**Task requirements:**
Note how many lines of the data below hold the word "static", then give that number with no other text.

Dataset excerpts
"""

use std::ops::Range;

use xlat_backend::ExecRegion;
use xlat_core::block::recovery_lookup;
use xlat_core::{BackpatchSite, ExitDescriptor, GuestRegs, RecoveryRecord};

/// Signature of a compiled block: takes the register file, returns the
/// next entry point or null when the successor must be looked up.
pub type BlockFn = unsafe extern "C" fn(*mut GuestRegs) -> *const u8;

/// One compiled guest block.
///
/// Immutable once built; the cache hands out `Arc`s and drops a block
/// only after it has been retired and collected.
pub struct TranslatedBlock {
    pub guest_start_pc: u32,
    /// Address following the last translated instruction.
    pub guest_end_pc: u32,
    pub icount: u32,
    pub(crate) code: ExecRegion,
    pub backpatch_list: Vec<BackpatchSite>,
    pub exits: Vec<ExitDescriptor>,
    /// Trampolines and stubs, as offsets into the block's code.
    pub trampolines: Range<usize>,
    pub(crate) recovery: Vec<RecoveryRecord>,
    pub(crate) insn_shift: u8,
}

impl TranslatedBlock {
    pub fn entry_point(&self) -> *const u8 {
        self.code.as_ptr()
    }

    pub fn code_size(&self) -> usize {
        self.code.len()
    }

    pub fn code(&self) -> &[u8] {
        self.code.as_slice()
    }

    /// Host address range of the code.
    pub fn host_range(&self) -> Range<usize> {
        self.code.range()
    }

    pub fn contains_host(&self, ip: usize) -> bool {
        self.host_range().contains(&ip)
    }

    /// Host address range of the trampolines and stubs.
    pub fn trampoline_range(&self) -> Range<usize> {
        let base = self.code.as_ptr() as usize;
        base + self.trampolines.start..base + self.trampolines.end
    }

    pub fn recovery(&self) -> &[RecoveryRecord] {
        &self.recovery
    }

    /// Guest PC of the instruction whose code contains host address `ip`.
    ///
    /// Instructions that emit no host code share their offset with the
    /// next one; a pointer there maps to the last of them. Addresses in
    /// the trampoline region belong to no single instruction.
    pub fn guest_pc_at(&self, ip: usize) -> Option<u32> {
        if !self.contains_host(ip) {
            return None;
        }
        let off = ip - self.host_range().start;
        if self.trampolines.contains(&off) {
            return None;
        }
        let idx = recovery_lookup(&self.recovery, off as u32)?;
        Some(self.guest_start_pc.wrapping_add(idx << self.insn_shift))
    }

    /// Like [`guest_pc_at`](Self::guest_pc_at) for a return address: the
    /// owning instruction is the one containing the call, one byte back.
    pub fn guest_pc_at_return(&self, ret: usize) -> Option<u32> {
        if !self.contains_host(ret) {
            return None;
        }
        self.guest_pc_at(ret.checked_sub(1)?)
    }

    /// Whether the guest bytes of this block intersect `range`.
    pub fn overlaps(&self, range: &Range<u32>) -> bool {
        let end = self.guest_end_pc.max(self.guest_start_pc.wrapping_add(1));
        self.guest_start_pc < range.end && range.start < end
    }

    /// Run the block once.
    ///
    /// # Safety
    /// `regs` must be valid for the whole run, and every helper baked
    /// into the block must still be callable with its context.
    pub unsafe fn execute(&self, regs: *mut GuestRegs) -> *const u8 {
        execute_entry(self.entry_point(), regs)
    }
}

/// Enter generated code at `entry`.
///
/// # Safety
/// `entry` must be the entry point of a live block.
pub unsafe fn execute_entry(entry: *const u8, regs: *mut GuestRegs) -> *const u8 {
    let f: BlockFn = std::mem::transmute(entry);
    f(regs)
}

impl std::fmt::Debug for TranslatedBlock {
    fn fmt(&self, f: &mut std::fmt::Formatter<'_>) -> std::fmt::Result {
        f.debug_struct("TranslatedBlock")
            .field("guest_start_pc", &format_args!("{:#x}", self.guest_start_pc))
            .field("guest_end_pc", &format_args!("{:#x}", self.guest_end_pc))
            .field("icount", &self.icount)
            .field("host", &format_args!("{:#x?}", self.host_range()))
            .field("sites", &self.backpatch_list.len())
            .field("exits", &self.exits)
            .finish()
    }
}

"""
"""

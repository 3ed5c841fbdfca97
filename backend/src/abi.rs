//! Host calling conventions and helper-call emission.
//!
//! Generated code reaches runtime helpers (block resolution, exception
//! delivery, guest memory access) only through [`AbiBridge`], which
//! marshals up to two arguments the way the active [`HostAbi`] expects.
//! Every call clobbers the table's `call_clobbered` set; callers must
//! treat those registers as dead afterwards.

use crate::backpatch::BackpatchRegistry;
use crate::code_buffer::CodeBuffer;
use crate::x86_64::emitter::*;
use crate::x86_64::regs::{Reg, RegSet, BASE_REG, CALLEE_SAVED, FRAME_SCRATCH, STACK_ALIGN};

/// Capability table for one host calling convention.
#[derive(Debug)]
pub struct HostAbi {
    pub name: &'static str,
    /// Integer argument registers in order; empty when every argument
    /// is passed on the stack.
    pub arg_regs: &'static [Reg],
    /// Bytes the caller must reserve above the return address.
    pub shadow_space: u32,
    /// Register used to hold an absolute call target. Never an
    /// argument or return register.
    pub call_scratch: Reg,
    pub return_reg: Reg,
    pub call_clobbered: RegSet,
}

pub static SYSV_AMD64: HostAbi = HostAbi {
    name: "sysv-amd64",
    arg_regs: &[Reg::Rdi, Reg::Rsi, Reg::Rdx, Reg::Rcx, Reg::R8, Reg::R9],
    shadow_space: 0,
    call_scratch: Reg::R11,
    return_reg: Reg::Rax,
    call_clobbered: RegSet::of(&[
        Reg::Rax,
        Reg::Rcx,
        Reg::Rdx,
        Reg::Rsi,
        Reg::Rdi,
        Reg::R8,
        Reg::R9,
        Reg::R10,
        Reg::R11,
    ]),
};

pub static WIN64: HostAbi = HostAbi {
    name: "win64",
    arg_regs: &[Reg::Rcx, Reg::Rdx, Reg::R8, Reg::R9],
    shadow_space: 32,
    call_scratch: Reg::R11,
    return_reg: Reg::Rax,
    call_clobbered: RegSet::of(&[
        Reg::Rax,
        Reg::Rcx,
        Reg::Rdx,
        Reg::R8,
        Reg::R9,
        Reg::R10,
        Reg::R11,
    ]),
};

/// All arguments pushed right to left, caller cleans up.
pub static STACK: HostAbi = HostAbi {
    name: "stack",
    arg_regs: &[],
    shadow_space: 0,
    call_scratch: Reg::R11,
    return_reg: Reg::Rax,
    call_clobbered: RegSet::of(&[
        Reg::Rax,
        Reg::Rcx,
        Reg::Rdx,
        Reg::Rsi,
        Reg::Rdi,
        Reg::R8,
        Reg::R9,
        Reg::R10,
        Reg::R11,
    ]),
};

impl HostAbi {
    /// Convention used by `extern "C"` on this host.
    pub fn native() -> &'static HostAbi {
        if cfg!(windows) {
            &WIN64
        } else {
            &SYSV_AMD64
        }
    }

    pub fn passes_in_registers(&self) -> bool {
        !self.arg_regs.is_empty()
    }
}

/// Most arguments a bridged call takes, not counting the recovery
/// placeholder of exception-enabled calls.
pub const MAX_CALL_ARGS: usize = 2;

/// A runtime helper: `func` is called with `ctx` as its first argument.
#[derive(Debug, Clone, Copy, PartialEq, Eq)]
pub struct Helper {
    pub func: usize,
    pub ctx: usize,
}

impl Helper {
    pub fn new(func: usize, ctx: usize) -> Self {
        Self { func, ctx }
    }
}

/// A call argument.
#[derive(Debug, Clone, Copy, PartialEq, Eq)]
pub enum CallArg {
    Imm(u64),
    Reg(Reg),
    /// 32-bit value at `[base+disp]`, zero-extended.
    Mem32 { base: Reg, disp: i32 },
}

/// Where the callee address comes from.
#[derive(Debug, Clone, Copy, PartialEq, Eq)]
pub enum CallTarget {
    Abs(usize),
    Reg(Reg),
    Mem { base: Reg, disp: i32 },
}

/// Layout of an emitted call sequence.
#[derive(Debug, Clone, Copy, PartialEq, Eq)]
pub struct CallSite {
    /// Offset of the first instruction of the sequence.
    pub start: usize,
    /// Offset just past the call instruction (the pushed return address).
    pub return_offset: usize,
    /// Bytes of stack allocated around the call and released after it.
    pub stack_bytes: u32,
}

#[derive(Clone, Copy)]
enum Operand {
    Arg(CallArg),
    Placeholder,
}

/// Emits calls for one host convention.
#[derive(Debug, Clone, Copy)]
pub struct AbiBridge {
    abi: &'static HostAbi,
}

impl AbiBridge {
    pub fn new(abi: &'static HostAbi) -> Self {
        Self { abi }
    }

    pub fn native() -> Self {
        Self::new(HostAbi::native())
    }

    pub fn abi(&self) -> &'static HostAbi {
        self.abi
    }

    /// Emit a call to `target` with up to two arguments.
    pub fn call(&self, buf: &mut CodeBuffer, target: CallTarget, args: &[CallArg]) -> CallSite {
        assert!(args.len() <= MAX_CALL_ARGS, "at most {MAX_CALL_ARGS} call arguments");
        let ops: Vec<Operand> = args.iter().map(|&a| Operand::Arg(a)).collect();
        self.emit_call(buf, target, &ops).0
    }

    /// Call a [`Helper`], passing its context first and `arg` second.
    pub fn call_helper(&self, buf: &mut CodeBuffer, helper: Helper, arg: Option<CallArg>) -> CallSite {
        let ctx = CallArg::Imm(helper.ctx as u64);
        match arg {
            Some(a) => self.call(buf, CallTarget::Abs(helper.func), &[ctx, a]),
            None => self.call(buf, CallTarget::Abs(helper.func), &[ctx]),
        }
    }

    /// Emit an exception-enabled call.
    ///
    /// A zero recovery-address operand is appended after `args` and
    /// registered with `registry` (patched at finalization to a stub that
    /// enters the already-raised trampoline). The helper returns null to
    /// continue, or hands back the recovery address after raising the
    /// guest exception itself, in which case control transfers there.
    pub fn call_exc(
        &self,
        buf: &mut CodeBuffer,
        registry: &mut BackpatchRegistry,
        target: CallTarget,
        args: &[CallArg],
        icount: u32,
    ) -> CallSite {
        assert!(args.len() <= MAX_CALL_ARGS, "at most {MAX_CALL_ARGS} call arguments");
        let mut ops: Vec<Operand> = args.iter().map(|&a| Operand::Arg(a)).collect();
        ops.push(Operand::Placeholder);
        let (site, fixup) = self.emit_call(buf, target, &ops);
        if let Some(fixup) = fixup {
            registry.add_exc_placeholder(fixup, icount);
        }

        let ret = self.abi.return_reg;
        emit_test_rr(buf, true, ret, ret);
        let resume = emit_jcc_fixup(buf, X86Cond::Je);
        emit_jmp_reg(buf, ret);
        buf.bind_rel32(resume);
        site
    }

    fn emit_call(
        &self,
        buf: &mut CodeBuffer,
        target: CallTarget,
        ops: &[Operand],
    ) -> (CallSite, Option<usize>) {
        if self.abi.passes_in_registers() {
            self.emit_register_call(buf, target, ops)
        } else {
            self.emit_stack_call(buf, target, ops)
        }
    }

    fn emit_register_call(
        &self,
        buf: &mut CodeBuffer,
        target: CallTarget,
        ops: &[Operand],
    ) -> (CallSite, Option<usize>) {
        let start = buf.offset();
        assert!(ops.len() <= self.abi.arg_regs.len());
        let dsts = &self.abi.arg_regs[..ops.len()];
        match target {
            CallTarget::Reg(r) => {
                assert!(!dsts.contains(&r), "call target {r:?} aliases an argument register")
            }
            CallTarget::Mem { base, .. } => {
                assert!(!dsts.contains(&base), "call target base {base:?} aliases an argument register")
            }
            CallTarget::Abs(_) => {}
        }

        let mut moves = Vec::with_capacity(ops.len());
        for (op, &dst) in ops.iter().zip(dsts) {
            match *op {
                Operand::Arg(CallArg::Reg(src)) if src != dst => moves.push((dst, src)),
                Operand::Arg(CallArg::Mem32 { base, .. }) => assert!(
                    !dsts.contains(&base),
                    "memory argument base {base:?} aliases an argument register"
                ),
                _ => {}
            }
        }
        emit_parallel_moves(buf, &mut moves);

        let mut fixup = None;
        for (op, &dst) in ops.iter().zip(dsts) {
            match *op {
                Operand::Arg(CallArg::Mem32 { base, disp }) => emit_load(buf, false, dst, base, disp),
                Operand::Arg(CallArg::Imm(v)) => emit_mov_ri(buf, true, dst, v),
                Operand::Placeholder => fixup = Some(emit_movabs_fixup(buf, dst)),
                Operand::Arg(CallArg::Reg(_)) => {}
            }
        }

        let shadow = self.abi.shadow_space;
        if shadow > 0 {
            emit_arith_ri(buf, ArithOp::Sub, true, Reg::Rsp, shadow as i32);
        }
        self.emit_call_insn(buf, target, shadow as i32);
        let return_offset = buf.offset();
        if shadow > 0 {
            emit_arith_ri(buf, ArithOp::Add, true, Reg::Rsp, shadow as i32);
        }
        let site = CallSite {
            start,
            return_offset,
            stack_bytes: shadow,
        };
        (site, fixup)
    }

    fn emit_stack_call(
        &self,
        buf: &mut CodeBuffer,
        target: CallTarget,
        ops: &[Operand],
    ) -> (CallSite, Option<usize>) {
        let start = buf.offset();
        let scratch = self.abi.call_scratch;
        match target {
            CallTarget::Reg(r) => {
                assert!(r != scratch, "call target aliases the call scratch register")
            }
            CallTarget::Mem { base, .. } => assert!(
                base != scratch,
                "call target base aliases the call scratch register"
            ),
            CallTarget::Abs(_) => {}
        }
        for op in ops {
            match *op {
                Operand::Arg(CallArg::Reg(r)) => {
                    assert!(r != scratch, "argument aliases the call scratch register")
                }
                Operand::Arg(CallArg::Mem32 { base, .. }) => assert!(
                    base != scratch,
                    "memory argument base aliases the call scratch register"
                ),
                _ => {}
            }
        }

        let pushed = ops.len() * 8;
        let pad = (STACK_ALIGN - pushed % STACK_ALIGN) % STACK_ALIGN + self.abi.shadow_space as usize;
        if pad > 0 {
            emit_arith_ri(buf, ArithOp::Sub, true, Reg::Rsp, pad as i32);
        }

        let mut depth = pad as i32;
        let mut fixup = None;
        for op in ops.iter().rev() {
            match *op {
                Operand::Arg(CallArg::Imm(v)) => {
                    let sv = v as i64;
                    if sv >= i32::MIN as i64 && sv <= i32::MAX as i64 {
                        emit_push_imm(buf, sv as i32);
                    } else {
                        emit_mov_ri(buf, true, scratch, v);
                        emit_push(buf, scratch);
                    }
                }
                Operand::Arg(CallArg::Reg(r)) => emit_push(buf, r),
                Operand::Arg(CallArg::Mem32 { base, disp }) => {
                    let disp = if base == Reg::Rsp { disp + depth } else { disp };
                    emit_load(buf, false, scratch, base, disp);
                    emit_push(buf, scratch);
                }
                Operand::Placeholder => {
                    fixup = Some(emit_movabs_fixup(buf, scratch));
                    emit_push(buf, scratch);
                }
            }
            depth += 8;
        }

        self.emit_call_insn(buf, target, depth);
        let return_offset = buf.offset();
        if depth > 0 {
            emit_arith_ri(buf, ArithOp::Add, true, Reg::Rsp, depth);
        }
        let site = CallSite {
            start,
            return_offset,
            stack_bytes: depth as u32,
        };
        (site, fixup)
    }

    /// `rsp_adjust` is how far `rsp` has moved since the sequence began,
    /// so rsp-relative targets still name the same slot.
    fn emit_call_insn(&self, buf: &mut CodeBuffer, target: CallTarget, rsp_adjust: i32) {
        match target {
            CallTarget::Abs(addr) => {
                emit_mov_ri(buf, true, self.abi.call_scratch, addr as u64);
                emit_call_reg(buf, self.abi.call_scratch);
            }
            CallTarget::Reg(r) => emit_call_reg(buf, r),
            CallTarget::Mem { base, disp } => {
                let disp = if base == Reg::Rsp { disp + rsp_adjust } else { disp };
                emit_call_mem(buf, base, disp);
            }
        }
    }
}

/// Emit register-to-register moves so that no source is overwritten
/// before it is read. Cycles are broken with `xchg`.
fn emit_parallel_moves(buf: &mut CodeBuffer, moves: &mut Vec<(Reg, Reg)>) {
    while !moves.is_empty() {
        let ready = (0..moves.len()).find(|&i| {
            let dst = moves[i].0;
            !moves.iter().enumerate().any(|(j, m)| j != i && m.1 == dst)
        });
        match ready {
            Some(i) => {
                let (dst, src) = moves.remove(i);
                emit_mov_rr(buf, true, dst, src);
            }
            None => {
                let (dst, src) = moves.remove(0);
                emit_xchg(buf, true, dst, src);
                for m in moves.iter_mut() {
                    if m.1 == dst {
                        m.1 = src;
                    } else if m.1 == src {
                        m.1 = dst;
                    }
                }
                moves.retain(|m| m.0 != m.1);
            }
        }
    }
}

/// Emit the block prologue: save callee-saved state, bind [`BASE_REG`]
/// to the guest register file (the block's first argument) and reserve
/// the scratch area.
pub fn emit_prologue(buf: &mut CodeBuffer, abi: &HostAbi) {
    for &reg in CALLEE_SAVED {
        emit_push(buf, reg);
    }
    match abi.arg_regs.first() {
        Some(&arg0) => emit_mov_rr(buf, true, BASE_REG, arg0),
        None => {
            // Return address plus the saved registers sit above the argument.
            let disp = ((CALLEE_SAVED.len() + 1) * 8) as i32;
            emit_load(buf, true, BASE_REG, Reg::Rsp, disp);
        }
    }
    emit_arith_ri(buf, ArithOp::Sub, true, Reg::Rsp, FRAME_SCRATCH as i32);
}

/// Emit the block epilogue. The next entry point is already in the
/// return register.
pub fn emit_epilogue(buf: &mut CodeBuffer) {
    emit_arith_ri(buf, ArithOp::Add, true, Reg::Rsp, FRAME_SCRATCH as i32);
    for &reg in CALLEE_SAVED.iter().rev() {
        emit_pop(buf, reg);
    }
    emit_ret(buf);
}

"""
"""

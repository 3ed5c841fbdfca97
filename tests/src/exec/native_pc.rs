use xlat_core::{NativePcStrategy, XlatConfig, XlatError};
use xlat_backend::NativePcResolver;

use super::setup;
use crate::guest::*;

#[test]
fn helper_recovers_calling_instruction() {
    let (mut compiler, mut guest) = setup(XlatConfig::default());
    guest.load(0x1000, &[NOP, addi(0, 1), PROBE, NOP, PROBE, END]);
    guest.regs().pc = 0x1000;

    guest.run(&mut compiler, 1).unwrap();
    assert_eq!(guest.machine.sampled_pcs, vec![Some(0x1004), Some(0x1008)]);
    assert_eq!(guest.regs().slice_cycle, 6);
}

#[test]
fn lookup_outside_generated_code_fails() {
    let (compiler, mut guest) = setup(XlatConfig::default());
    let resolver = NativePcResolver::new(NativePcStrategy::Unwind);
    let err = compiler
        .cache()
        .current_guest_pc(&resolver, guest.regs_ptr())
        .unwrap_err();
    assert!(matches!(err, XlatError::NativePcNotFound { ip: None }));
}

"""

**Problem solution:**
9